Fragments from Recent Correspondence


...I really enjoyed my time as an Anglican (if I could use that word). After the whole religious roller coaster ride of my youth, it let my mind air out a bit. But that is all that I really felt that I got: air. There was never anything really substantial there, and maybe I was doing all of it for the wrong reasons (a potential vocation, perhaps?) I just really needed a place where I could think things over, and distance myself from an institution (the Catholic Church) that I felt had "burned me" in a manner of speaking. Now I am fine with it. I suppose that if you're English, Anglicanism has a different feel. Since I was raised in a culturally Catholic enviorment, it was always going to be odd, so I "went home".

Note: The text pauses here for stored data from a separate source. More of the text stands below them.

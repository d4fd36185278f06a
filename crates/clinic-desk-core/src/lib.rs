//! Clinic Desk Core Library
//!
//! Record store and services behind a single-operator clinic front desk.
//!
//! # Architecture
//!
//! ```text
//!            HTTP handler
//!                 │
//!           ClinicDesk (Arc<Mutex<Database>>)
//!                 │
//!        ┌────────┴────────┐
//!        ▼                 ▼
//!   VisitService      QueueService
//!        │                 │
//!        └────────┬────────┘
//!                 ▼
//!         SQLite (visit_records, registrations)
//! ```
//!
//! # Modules
//!
//! - [`db`]: SQLite database layer
//! - [`models`]: Domain types (VisitRecord, Registration, ...)
//! - [`emr`]: Visit notes and per-patient history paging
//! - [`queue`]: Walk-in registration queue
//! - [`auth`]: Operator credential check

pub mod auth;
pub mod db;
pub mod emr;
pub mod models;
pub mod queue;

// Re-export commonly used types
pub use auth::{AuthError, Authenticator, Credentials, Principal, StaticCredentials};
pub use db::Database;
pub use emr::VisitService;
pub use models::{NewVisit, PatientKey, Registration, VisitPage, VisitRecord, INITIAL_STATUS};
pub use queue::QueueService;

use std::path::Path;
use std::sync::{Arc, Mutex};

// =========================================================================
// Error Type
// =========================================================================

#[derive(Debug, thiserror::Error)]
pub enum ClinicDeskError {
    #[error("Invalid date format: {0}")]
    InvalidDateFormat(String),

    #[error("Patient not found: {0}")]
    PatientNotFound(String),

    #[error("Invalid input: {0}")]
    InvalidInput(String),

    #[error("Database error: {0}")]
    DatabaseError(String),
}

impl From<db::DbError> for ClinicDeskError {
    fn from(e: db::DbError) -> Self {
        ClinicDeskError::DatabaseError(e.to_string())
    }
}

impl From<emr::EmrError> for ClinicDeskError {
    fn from(e: emr::EmrError) -> Self {
        match e {
            emr::EmrError::InvalidDateFormat { .. } => {
                ClinicDeskError::InvalidDateFormat(e.to_string())
            }
            emr::EmrError::PatientNotFound { .. } => {
                ClinicDeskError::PatientNotFound(e.to_string())
            }
            emr::EmrError::InvalidInput(msg) => ClinicDeskError::InvalidInput(msg),
            emr::EmrError::Database(db) => db.into(),
        }
    }
}

impl From<queue::QueueError> for ClinicDeskError {
    fn from(e: queue::QueueError) -> Self {
        match e {
            queue::QueueError::InvalidInput(msg) => ClinicDeskError::InvalidInput(msg),
            queue::QueueError::Database(db) => db.into(),
        }
    }
}

impl<T> From<std::sync::PoisonError<T>> for ClinicDeskError {
    fn from(e: std::sync::PoisonError<T>) -> Self {
        ClinicDeskError::DatabaseError(format!("Lock poisoned: {}", e))
    }
}

// =========================================================================
// Main API Object
// =========================================================================

/// Thread-safe database handle shared by request handlers.
#[derive(Clone)]
pub struct ClinicDesk {
    db: Arc<Mutex<Database>>,
}

impl ClinicDesk {
    /// Open or create a database at the given path.
    pub fn open<P: AsRef<Path>>(path: P) -> Result<Self, ClinicDeskError> {
        let db = Database::open(path)?;
        Ok(Self::from_database(db))
    }

    /// Create an in-memory database (for testing).
    pub fn open_in_memory() -> Result<Self, ClinicDeskError> {
        let db = Database::open_in_memory()?;
        Ok(Self::from_database(db))
    }

    /// Wrap an already opened database.
    pub fn from_database(db: Database) -> Self {
        Self {
            db: Arc::new(Mutex::new(db)),
        }
    }

    // =========================================================================
    // Visit Operations
    // =========================================================================

    /// Search patients by name substring.
    pub fn search_patients(&self, query: &str) -> Result<Vec<PatientKey>, ClinicDeskError> {
        let db = self.db.lock()?;
        Ok(VisitService::new(&db).search_patients(query)?)
    }

    /// Record a new visit.
    pub fn create_visit(&self, visit: &NewVisit) -> Result<VisitRecord, ClinicDeskError> {
        let db = self.db.lock()?;
        Ok(VisitService::new(&db).create_visit(visit)?)
    }

    /// Get one visit of a patient, newest first.
    pub fn get_patient_visits(
        &self,
        name: &str,
        birth_date: &str,
        index: i64,
    ) -> Result<VisitPage, ClinicDeskError> {
        let db = self.db.lock()?;
        Ok(VisitService::new(&db).get_patient_visits(name, birth_date, index)?)
    }

    // =========================================================================
    // Registration Operations
    // =========================================================================

    /// List the walk-in queue.
    pub fn list_registrations(&self) -> Result<Vec<Registration>, ClinicDeskError> {
        let db = self.db.lock()?;
        Ok(QueueService::new(&db).list_registrations()?)
    }

    /// Add a walk-in patient.
    pub fn add_registration(&self, patient_name: &str) -> Result<Registration, ClinicDeskError> {
        let db = self.db.lock()?;
        Ok(QueueService::new(&db).add_registration(patient_name)?)
    }

    /// Update name and status; unknown IDs are ignored.
    pub fn update_registration(
        &self,
        id: i64,
        patient_name: &str,
        status: &str,
    ) -> Result<bool, ClinicDeskError> {
        let db = self.db.lock()?;
        Ok(QueueService::new(&db).update_registration(id, patient_name, status)?)
    }

    /// Delete a registration; unknown IDs are ignored.
    pub fn delete_registration(&self, id: i64) -> Result<bool, ClinicDeskError> {
        let db = self.db.lock()?;
        Ok(QueueService::new(&db).delete_registration(id)?)
    }

    /// Delete every registration and restart numbering at 1.
    pub fn reset_registrations(&self) -> Result<usize, ClinicDeskError> {
        let db = self.db.lock()?;
        Ok(QueueService::new(&db).reset_registrations()?)
    }
}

Truth be told, I enjoy now going into churches and knowing that whatever happens, the Church is no longer "my business". It must be that way for people who manage restaurants. If they go into another restaurant to eat, they might be too preoccupied about the running of the place to enjoy the dining experience. I used to feel that way about church, and maybe that is why I liked small venues. Now, however, I am comfortable just being a "pew warmer", one who merely gets what he needs out of church and then leaves...

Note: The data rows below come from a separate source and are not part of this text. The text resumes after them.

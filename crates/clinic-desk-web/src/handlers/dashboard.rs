use axum::{
    extract::{rejection::QueryRejection, Query, State},
    response::Html,
};
use serde::Deserialize;

use crate::errors::WebError;
use crate::state::AppState;
use crate::views;

pub const DEFAULT_CATEGORY: &str = "진료부";

#[derive(Debug, Deserialize)]
pub struct DashboardParams {
    #[serde(default = "default_category")]
    category: String,
    #[serde(default)]
    query: String,
}

fn default_category() -> String {
    DEFAULT_CATEGORY.to_string()
}

/// Patient search. The category is only echoed back; it does not filter results.
pub async fn dashboard(
    State(state): State<AppState>,
    query: Result<Query<DashboardParams>, QueryRejection>,
) -> Result<Html<String>, WebError> {
    let Query(params) = query?;
    let patients = state.desk.search_patients(&params.query)?;
    Ok(Html(views::dashboard(&params.category, &params.query, &patients)))
}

Only once in a great while do I feel nostalgia for the religious life. Usually it's when I'm alone or riding the bus. I really can't connect any of those things to what my life is like now. I guess in a manner of speaking I just hide these things in my heart. I don't wish for such silly things as "more time for prayer" since having had periods in my life where I could pray for hours, I know that I will just squader them. I suppose even now all I wish for is a thankful and loving heart, and that can be obtained anywhere.

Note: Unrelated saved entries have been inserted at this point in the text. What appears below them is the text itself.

//! Server-rendered HTML pages.
//!
//! Every piece of user-supplied text goes through [`escape`].

use std::fmt::Write;

use axum::http::StatusCode;
use clinic_desk_core::{NewVisit, PatientKey, Registration, VisitPage};

/// Escape text for use in HTML element content and quoted attributes.
pub fn escape(input: &str) -> String {
    let mut out = String::with_capacity(input.len());
    for c in input.chars() {
        match c {
            '&' => out.push_str("&amp;"),
            '<' => out.push_str("&lt;"),
            '>' => out.push_str("&gt;"),
            '"' => out.push_str("&quot;"),
            '\'' => out.push_str("&#39;"),
            _ => out.push(c),
        }
    }
    out
}

fn layout(title: &str, body: &str) -> String {
    format!(
        r#"<!DOCTYPE html>
<html lang="ko">
<head><meta charset="utf-8"><title>{title}</title></head>
<body>
<nav><a href="/dashboard">Dashboard</a> | <a href="/emr/new">New EMR</a> | <a href="/registration">Registration</a></nav>
{body}
</body>
</html>
"#,
        title = escape(title),
    )
}

fn error_banner(error: Option<&str>) -> String {
    error
        .map(|e| format!(r#"<p class="error">{}</p>"#, escape(e)))
        .unwrap_or_default()
}

pub fn login(error: Option<&str>) -> String {
    let body = format!(
        r#"<h1>Sign in</h1>
{banner}
<form method="post" action="/login">
<label>Username <input name="username" required></label>
<label>Password <input name="password" type="password" required></label>
<button type="submit">Sign in</button>
</form>"#,
        banner = error_banner(error),
    );
    layout("Sign in", &body)
}

/// Hidden-field form that opens one visit of a patient.
fn patient_link(name: &str, birth_date: &str, index: usize, label: &str) -> String {
    format!(
        r#"<form method="get" action="/patient" class="inline">
<input type="hidden" name="name" value="{name}">
<input type="hidden" name="birth_date" value="{birth_date}">
<input type="hidden" name="index" value="{index}">
<button type="submit">{label}</button>
</form>"#,
        name = escape(name),
        birth_date = escape(birth_date),
        label = escape(label),
    )
}

pub fn dashboard(category: &str, query: &str, patients: &[PatientKey]) -> String {
    let mut rows = String::new();
    for patient in patients {
        let birth = patient.birth_date.to_string();
        let _ = writeln!(
            rows,
            "<tr><td>{}</td><td>{}</td><td>{}</td></tr>",
            escape(&patient.name),
            birth,
            patient_link(&patient.name, &birth, 0, "Open"),
        );
    }

    let results = if query.is_empty() {
        String::new()
    } else if patients.is_empty() {
        format!("<p>No patients match \"{}\".</p>", escape(query))
    } else {
        format!(
            "<table>\n<tr><th>Name</th><th>Date of birth</th><th></th></tr>\n{rows}</table>"
        )
    };

    let body = format!(
        r#"<h1>{category}</h1>
<form method="get" action="/dashboard">
<input type="hidden" name="category" value="{category}">
<input name="query" value="{query}" placeholder="Patient name">
<button type="submit">Search</button>
</form>
{results}"#,
        category = escape(category),
        query = escape(query),
    );
    layout("Dashboard", &body)
}

pub fn new_emr(form: &NewVisit, error: Option<&str>) -> String {
    let body = format!(
        r#"<h1>New EMR</h1>
{banner}
<form method="post" action="/emr/new">
<label>Name <input name="name" value="{name}" maxlength="100" required></label>
<label>Date of birth <input name="birth_date" value="{birth_date}" placeholder="YYYY-MM-DD" required></label>
<label>Visit date <input name="visit_date" value="{visit_date}" placeholder="YYYY-MM-DD" required></label>
<label>Symptoms <textarea name="symptoms" required>{symptoms}</textarea></label>
<label>Treatment <textarea name="treatment" required>{treatment}</textarea></label>
<button type="submit">Save</button>
</form>"#,
        banner = error_banner(error),
        name = escape(&form.name),
        birth_date = escape(&form.birth_date),
        visit_date = escape(&form.visit_date),
        symptoms = escape(&form.symptoms),
        treatment = escape(&form.treatment),
    );
    layout("New EMR", &body)
}

pub fn view_emr(page: &VisitPage) -> String {
    let record = &page.record;
    let birth = record.birth_date.to_string();

    let mut nav = String::new();
    if let Some(newer) = page.newer_index() {
        nav.push_str(&patient_link(&record.name, &birth, newer, "Newer visit"));
    }
    if let Some(older) = page.older_index() {
        nav.push_str(&patient_link(&record.name, &birth, older, "Older visit"));
    }

    let body = format!(
        r#"<h1>{name} ({birth})</h1>
<p>Visit {position} of {total}</p>
<dl>
<dt>Visit date</dt><dd>{visit_date}</dd>
<dt>Symptoms</dt><dd>{symptoms}</dd>
<dt>Treatment</dt><dd>{treatment}</dd>
</dl>
{nav}"#,
        name = escape(&record.name),
        position = page.index + 1,
        total = page.total,
        visit_date = record.visit_date,
        symptoms = escape(&record.symptoms),
        treatment = escape(&record.treatment),
    );
    layout(&record.name, &body)
}

pub fn registration(registrations: &[Registration]) -> String {
    let mut rows = String::new();
    for reg in registrations {
        let class = if reg.is_waiting() { "waiting" } else { "seen" };
        let _ = write!(
            rows,
            r#"<tr class="{class}"><td>{id}</td>
<td><form method="post" action="/registration/update">
<input type="hidden" name="id" value="{id}">
<input name="patient_name" value="{name}" maxlength="100" required>
<input name="status" value="{status}" maxlength="100" required>
<button type="submit">Save</button>
</form></td>
<td><form method="post" action="/registration/delete">
<input type="hidden" name="id" value="{id}">
<button type="submit">Delete</button>
</form></td></tr>
"#,
            id = reg.id,
            name = escape(&reg.patient_name),
            status = escape(&reg.status),
        );
    }

    let body = format!(
        r#"<h1>Registration</h1>
<form method="post" action="/registration/add">
<input name="patient_name" placeholder="Patient name" maxlength="100" required>
<button type="submit">Add</button>
</form>
<table>
<tr><th>No.</th><th>Patient / status</th><th></th></tr>
{rows}</table>
<form method="post" action="/registration/reset" onsubmit="return confirm('Clear the whole queue?');">
<button type="submit">Reset queue</button>
</form>"#
    );
    layout("Registration", &body)
}

pub fn error_page(status: StatusCode, message: &str) -> String {
    let body = format!(
        "<h1>{code}</h1>\n<p>{message}</p>",
        code = status.as_u16(),
        message = escape(message),
    );
    layout(status.canonical_reason().unwrap_or("Error"), &body)
}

It is a funny creature, this eternity of ours. I used to wish that I would make an impact on history by becoming a great theologian, priest, or spiritual father. But now I realize how small everything is. And fleeting. "And though I have the gift of prophecy, and understand all mysteries, and all knowledge; and though I have all faith, so that I could remove mountains, and have not charity, I am nothing." This condition of creaturehood, this coldness, this helplessness, this searching for warmth and a kind smile in the sea of life is my only consolation now. If anything, in some small way, I wish to evoke this thankfulness in everything I write, say, and do. And I hope that when the sun sets on this little universe known as "Arturo Vasquez", I will be able to thank all who I have loved and who have loved me, and with a glimmer in my eye, to exit, until at last all of these little universes connect into the heart of the Most Holy Trinity.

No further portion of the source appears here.